My recollection is that when, a decade ago, the Secretary General for the next ten years was to be selected, the US was quite strongly opposed to Kofi Annan and tried to thwart his bid. I don't recall who the US favored in his place, but in the event the vote (obviously) went against us, we ate our disappointment, proclaimed we'd be happy to work with the Kofster (like we could say otherwise, given the vote was democracy, one country one vote, in action), and the rest is, as they say, (sordid) history.

If my memory is correct, it looks like the US had Mr. Annan pretty well figured out even then.

In passing -- a thousand thanks Claudia. A great many of us appreciate what you do and take heart from it.
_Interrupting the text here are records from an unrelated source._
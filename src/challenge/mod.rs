//! Challenges and their providers
//!
//! A [`Challenge`] is issued to the participant holding the bomb; the
//! [`ChallengeProvider`] that issued it decides whether a response is
//! correct. Providers draw randomness only from the generator they are
//! handed, so a seeded round replays identically.

pub mod arithmetic;
pub mod word_bank;

use garde::Validate;
use itertools::Itertools;
use serde::{Deserialize, Serialize};

pub use arithmetic::Arithmetic;
pub use word_bank::WordBank;

/// A prompt together with the answers that satisfy it
///
/// The first accepted answer is the canonical solution. Decoys are
/// plausible wrong answers that automated participants may guess.
#[derive(Debug, Clone, PartialEq, Eq, Serialize, Deserialize)]
pub struct Challenge {
    prompt: String,
    answers: Vec<String>,
    decoys: Vec<String>,
    case_sensitive: bool,
}

impl Challenge {
    /// Creates a challenge from its prompt, accepted answers and decoys
    pub fn new(
        prompt: impl Into<String>,
        answers: Vec<String>,
        decoys: Vec<String>,
        case_sensitive: bool,
    ) -> Self {
        Self {
            prompt: prompt.into(),
            answers,
            decoys,
            case_sensitive,
        }
    }

    /// What is being asked
    pub fn prompt(&self) -> &str {
        &self.prompt
    }

    /// All accepted answers
    pub fn answers(&self) -> &[String] {
        &self.answers
    }

    /// The canonical solution, if the challenge has one
    pub fn solution(&self) -> Option<&str> {
        self.answers.first().map(String::as_str)
    }

    /// The solution followed by the decoys
    pub fn candidates(&self) -> Vec<&str> {
        self.solution()
            .into_iter()
            .chain(self.decoys.iter().map(String::as_str))
            .collect_vec()
    }

    /// Whether `response` matches one of the accepted answers
    ///
    /// Empty or whitespace-only responses never match.
    pub fn accepts(&self, response: &str) -> bool {
        let response = clean_answer(response, self.case_sensitive);
        !response.is_empty()
            && self
                .answers
                .iter()
                .any(|answer| clean_answer(answer, self.case_sensitive) == response)
    }
}

/// Normalizes an answer string for comparison
///
/// # Arguments
/// * `answer` - The answer string to clean
/// * `case_sensitive` - Whether to preserve case sensitivity
///
/// # Returns
/// * Cleaned answer string (trimmed and optionally lowercased)
pub fn clean_answer(answer: &str, case_sensitive: bool) -> String {
    if case_sensitive {
        answer.trim().to_string()
    } else {
        answer.trim().to_lowercase()
    }
}

/// Source of challenges and judge of responses
pub trait ChallengeProvider {
    /// Issues a fresh challenge
    fn issue(&self, rng: &mut fastrand::Rng) -> Challenge;

    /// Whether `response` correctly answers `challenge`
    ///
    /// Malformed responses are simply incorrect.
    fn is_correct_answer(&self, challenge: &Challenge, response: &str) -> bool {
        challenge.accepts(response)
    }
}

/// The configurable challenge providers
#[derive(Debug, Clone, Serialize, Deserialize, Validate)]
pub enum Provider {
    /// Arithmetic problems with numeric answers
    Arithmetic(#[garde(dive)] Arithmetic),
    /// Prompts drawn from a fixed bank of questions
    WordBank(#[garde(dive)] WordBank),
}

impl Default for Provider {
    fn default() -> Self {
        Self::Arithmetic(Arithmetic::default())
    }
}

impl ChallengeProvider for Provider {
    fn issue(&self, rng: &mut fastrand::Rng) -> Challenge {
        match self {
            Self::Arithmetic(provider) => provider.issue(rng),
            Self::WordBank(provider) => provider.issue(rng),
        }
    }

    fn is_correct_answer(&self, challenge: &Challenge, response: &str) -> bool {
        match self {
            Self::Arithmetic(provider) => provider.is_correct_answer(challenge, response),
            Self::WordBank(provider) => provider.is_correct_answer(challenge, response),
        }
    }
}
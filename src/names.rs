//! Participant display names
//!
//! Human names are validated for length, emptiness, content and
//! uniqueness. Automated participants get names in a chosen [`NameStyle`],
//! falling back to numbering when generation keeps colliding.

use std::collections::HashSet;

use heck::ToTitleCase;
use rustrict::CensorStr;
use serde::{Deserialize, Serialize};
use thiserror::Error;

use crate::constants::participant::{MAX_NAME_LENGTH, NAME_ATTEMPTS};

/// Generator used for automated participants' names
///
/// The payload is the number of words, two or three.
#[derive(Debug, Clone, Copy, PartialEq, Eq, Default, Deserialize, Serialize, garde::Validate)]
pub enum NameStyle {
    /// `Julius Caesar` or `Gaius Julius Caesar`
    Roman(#[garde(range(min = 2, max = 3))] usize),
    /// `Brave Otter`, `Very Brave Otter`
    Petname(#[garde(range(min = 2, max = 3))] usize),
    /// Plain `Bot 1`, `Bot 2`, ...
    #[default]
    Numbered,
}

impl NameStyle {
    /// Draws a title-cased name, or `None` for [`NameStyle::Numbered`]
    pub fn generate(self) -> Option<String> {
        let name = match self {
            Self::Roman(words) => romanname::romanname(romanname::NameConfig {
                praenomen: words > 2,
            }),
            Self::Petname(words) => petname::petname(u8::try_from(words).ok()?, " ")?,
            Self::Numbered => return None,
        };
        Some(name.to_title_case())
    }
}

/// Errors that can occur during name validation
#[derive(Error, Serialize, Debug, Clone, Copy, PartialEq, Eq)]
pub enum Error {
    /// The requested name is already in use by another participant
    #[error("name already in-use")]
    Used,
    /// The name is empty or contains only whitespace
    #[error("name cannot be empty")]
    Empty,
    /// The name contains inappropriate content
    #[error("name is inappropriate")]
    Sinful,
    /// The name exceeds the maximum allowed length
    #[error("name is too long")]
    TooLong,
}

/// Set of names already given out in a round
#[derive(Debug, Default, Clone)]
pub struct Names {
    existing: HashSet<String>,
}

impl Names {
    /// Validates and reserves a human-chosen name
    ///
    /// Returns the trimmed name on success.
    ///
    /// # Errors
    ///
    /// * `Error::TooLong` - Name exceeds the maximum length
    /// * `Error::Empty` - Name is empty after trimming whitespace
    /// * `Error::Sinful` - Name contains inappropriate content
    /// * `Error::Used` - Name is already taken in this round
    pub fn claim(&mut self, name: &str) -> Result<String, Error> {
        if name.len() > MAX_NAME_LENGTH {
            return Err(Error::TooLong);
        }
        let name = rustrict::trim_whitespace(name);
        if name.is_empty() {
            return Err(Error::Empty);
        }
        if name.is_inappropriate() {
            return Err(Error::Sinful);
        }
        if !self.existing.insert(name.to_owned()) {
            return Err(Error::Used);
        }
        Ok(name.to_owned())
    }

    /// Picks a unique name for the automated participant in `seat`
    ///
    /// Generated names that collide, come back empty or are too long are
    /// retried a bounded number of times before falling back to numbering.
    pub fn automated(&mut self, seat: usize, style: NameStyle) -> String {
        for _ in 0..NAME_ATTEMPTS {
            let Some(generated) = style.generate() else {
                break;
            };
            if let Ok(name) = self.claim(&generated) {
                return name;
            }
        }

        let mut number = seat + 1;
        loop {
            let name = format!("Bot {number}");
            if self.existing.insert(name.clone()) {
                return name;
            }
            number += 1;
        }
    }
}
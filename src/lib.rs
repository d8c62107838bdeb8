//! # Tickbomb
//!
//! Core logic for a bomb-passing elimination game. Participants take turns
//! holding a bomb whose fuse burns while they answer a short challenge. A
//! correct answer passes the bomb on; a wrong answer or a burnt-out fuse
//! costs health, and participants out of health leave the round. The last
//! one standing wins.
//!
//! Rounds are configured through [`setup::Setup`], advanced by a
//! [`scheduler::TurnScheduler`] and paced against a clock by a
//! [`driver::RoundDriver`]. Everything that happens is reported as an
//! [`Event`].

#![cfg_attr(all(coverage_nightly, test), feature(coverage_attribute))]
#![deny(missing_docs)]
#![deny(rustdoc::missing_crate_level_docs)]
#![warn(clippy::pedantic)]
#![allow(clippy::similar_names)]
#![allow(clippy::must_use_candidate)]
#![allow(clippy::cast_sign_loss)]
#![allow(clippy::cast_possible_truncation)]
#![allow(clippy::cast_precision_loss)]
#![allow(clippy::struct_field_names)]
#![allow(clippy::doc_markdown)]
#![allow(clippy::wildcard_imports)]
use serde::{Deserialize, Serialize};

use participant::{Id, ParticipantView};

pub mod challenge;
pub mod constants;
pub mod countdown;
pub mod driver;
pub mod names;
pub mod participant;
pub mod scheduler;
pub mod setup;

/// Notifications emitted as a round progresses
///
/// Events are produced in the order the underlying state changes happen,
/// so replaying them reconstructs the round.
#[derive(Debug, Clone, PartialEq, Eq, Serialize, Deserialize)]
pub enum Event {
    /// The round began with this roster, in turn order
    RoundStarted {
        /// Participants at the start of the round
        roster: Vec<ParticipantView>,
    },
    /// A participant received a new challenge
    ChallengeIssued {
        /// The bomb holder
        participant: Id,
        /// Text to show the holder
        prompt: String,
    },
    /// The bomb moved to a new holder
    TurnAdvanced(Id),
    /// The fuse ran out on the holder
    DeadlinePenalty {
        /// The bomb holder
        participant: Id,
        /// Health left after the penalty
        remaining_health: u32,
    },
    /// The holder's response was judged
    AnswerResult {
        /// The bomb holder
        participant: Id,
        /// Whether the response was accepted
        correct: bool,
    },
    /// A participant ran out of health and left the round
    Eliminated(Id),
    /// The round is over; `None` means nobody survived
    RoundWon(Option<Id>),
}

impl Event {
    /// Converts the event to a JSON string for transmission
    ///
    /// # Panics
    ///
    /// This method panics if serialization fails, which should never happen
    /// with the default JSON serializer for well-formed data.
    pub fn to_message(&self) -> String {
        serde_json::to_string(self).expect("default serializer cannot fail")
    }
}
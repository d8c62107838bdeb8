//! Clock-paced round advancement
//!
//! A [`RoundDriver`] reads its [`Clock`] on every call and forwards the
//! reading to the scheduler, relaying each resulting [`Event`] to the
//! caller. It may be called at any cadence; the scheduler's countdowns
//! decide what happens, not how often the driver runs.

use std::time::Duration;

use serde::{Deserialize, Serialize};

use crate::{
    Event,
    challenge::ChallengeProvider,
    countdown::Clock,
    participant::{Id, Participant},
    scheduler::{self, Phase, TurnScheduler},
};

/// Where the round stands after a driver call
#[derive(Debug, Clone, Copy, PartialEq, Eq, Serialize, Deserialize)]
pub enum Status {
    /// Keep ticking
    Running,
    /// The round ended with a single survivor
    Won(Id),
    /// The round ended with no survivors
    ///
    /// Not produced while only the bomb holder can be penalised.
    Draw,
    /// The round was ended from outside before a winner emerged
    Aborted,
}

impl Status {
    /// Whether the round is over
    pub fn is_finished(self) -> bool {
        !matches!(self, Self::Running)
    }
}

/// Bridges an external cadence into scheduler ticks
///
/// A late call replays everything that fell due since the previous one, so
/// the relayed events do not depend on how often the driver runs as long as
/// the thinking delay is non-zero.
#[derive(Debug)]
pub struct RoundDriver<C> {
    clock: C,
    status: Status,
}

impl<C: Clock> RoundDriver<C> {
    /// Creates a driver reading time from `clock`
    pub fn new(clock: C) -> Self {
        Self {
            clock,
            status: Status::Running,
        }
    }

    /// Current reading of the driver's clock
    pub fn now(&self) -> Duration {
        self.clock.now()
    }

    /// Status as of the latest call
    pub fn status(&self) -> Status {
        self.status
    }

    /// Starts `scheduler` at the current time, relaying the opening events
    ///
    /// # Errors
    ///
    /// Propagates the scheduler's start preconditions.
    pub fn start<P, F>(
        &mut self,
        scheduler: &mut TurnScheduler<P>,
        roster: Vec<Participant>,
        fuse: Duration,
        relay: F,
    ) -> Result<Status, scheduler::Error>
    where
        P: ChallengeProvider,
        F: FnMut(&Event),
    {
        let events = scheduler.start(roster, fuse, self.clock.now())?;
        Ok(self.relay(scheduler, &events, relay))
    }

    /// Advances `scheduler` to the current time, relaying what happened
    ///
    /// Once the round is over this keeps returning the final status without
    /// touching the scheduler.
    ///
    /// # Errors
    ///
    /// Propagates scheduler errors, which indicate a corrupted roster.
    pub fn tick<P, F>(
        &mut self,
        scheduler: &mut TurnScheduler<P>,
        relay: F,
    ) -> Result<Status, scheduler::Error>
    where
        P: ChallengeProvider,
        F: FnMut(&Event),
    {
        if self.status.is_finished() {
            return Ok(self.status);
        }
        let events = scheduler.tick(self.clock.now())?;
        Ok(self.relay(scheduler, &events, relay))
    }

    fn relay<P, F>(&mut self, scheduler: &TurnScheduler<P>, events: &[Event], mut relay: F) -> Status
    where
        P: ChallengeProvider,
        F: FnMut(&Event),
    {
        for event in events {
            if let Event::RoundWon(winner) = event {
                self.status = winner.map_or(Status::Draw, Status::Won);
            }
            relay(event);
        }
        if !self.status.is_finished() && scheduler.phase() == Phase::Finished {
            self.status = Status::Aborted;
        }
        self.status
    }
}
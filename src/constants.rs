//! Configuration constants for the round engine
//!
//! This module contains the limits used when validating a round setup,
//! grouped by the component they constrain.

/// Round-level limits
pub mod round {
    /// Minimum number of participants in a round
    pub const MIN_PARTICIPANT_COUNT: usize = 1;
    /// Maximum number of participants in a round
    pub const MAX_PARTICIPANT_COUNT: usize = 12;
    /// Maximum fuse length in milliseconds
    pub const MAX_FUSE_MILLIS: u64 = 120_000;
    /// Time shaved off a third of the fuse to derive the default thinking delay
    pub const THINKING_MARGIN_MILLIS: u64 = 100;
}

/// Participant limits
pub mod participant {
    /// Minimum starting health
    pub const MIN_HEALTH: u32 = 1;
    /// Maximum starting health
    pub const MAX_HEALTH: u32 = 10;
    /// Maximum length of a display name in bytes
    pub const MAX_NAME_LENGTH: usize = 30;
    /// Attempts at generating a unique automated name before falling back to numbering
    pub const NAME_ATTEMPTS: usize = 16;
}

/// Challenge limits
pub mod challenge {
    /// Largest operand an arithmetic challenge may use
    pub const MAX_OPERAND: i64 = 1_000;
    /// Number of wrong candidates offered next to the solution
    pub const DECOY_COUNT: usize = 4;
    /// Maximum number of entries in a word bank
    pub const MAX_BANK_SIZE: usize = 500;
    /// Maximum number of accepted answers per word bank entry
    pub const MAX_ANSWER_COUNT: usize = 16;
    /// Maximum length of a prompt in characters
    pub const MAX_PROMPT_LENGTH: usize = 200;
    /// Maximum length of an answer in characters
    pub const MAX_ANSWER_LENGTH: usize = 100;
}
Plus, we use the tools you provide us, each in our small way.

Brian

Sep 18, 2006 06:57 PM

Beagle :

If journalistic prizes held any moral authority these days, you'd win a handful. But instead Bilal Hussein wins a Pulitzer.

Sep 19, 2006 12:42 AM

Alex Reed :

Kofi may yet submit a financial statement of sorts in the next four months, if only essentially to himself. However, I think that it's safe to assume that the trajectory of that financial statement and a whole alpine range of other documents is certain to find its true target in a bang up end-of-term shredding party. I dare say that Kofi can count on his entire coterie of pals and coconspirators to roll up their sleeves in a final effort to present the next SG a pristine Secretariat devoid of all the clutter of pesky documents. And think of all the money they'll save on heating bills by just chucking the shreds into the furnace....

Sep 19, 2006 06:20 AM

Mike DeWitt :

Claudia,

A thousand thanks for all the great work you've done! I don't know how you do it. The world of the UN is so perverted as to threaten one's basic standing equilibrium, much less her grasp of Reason.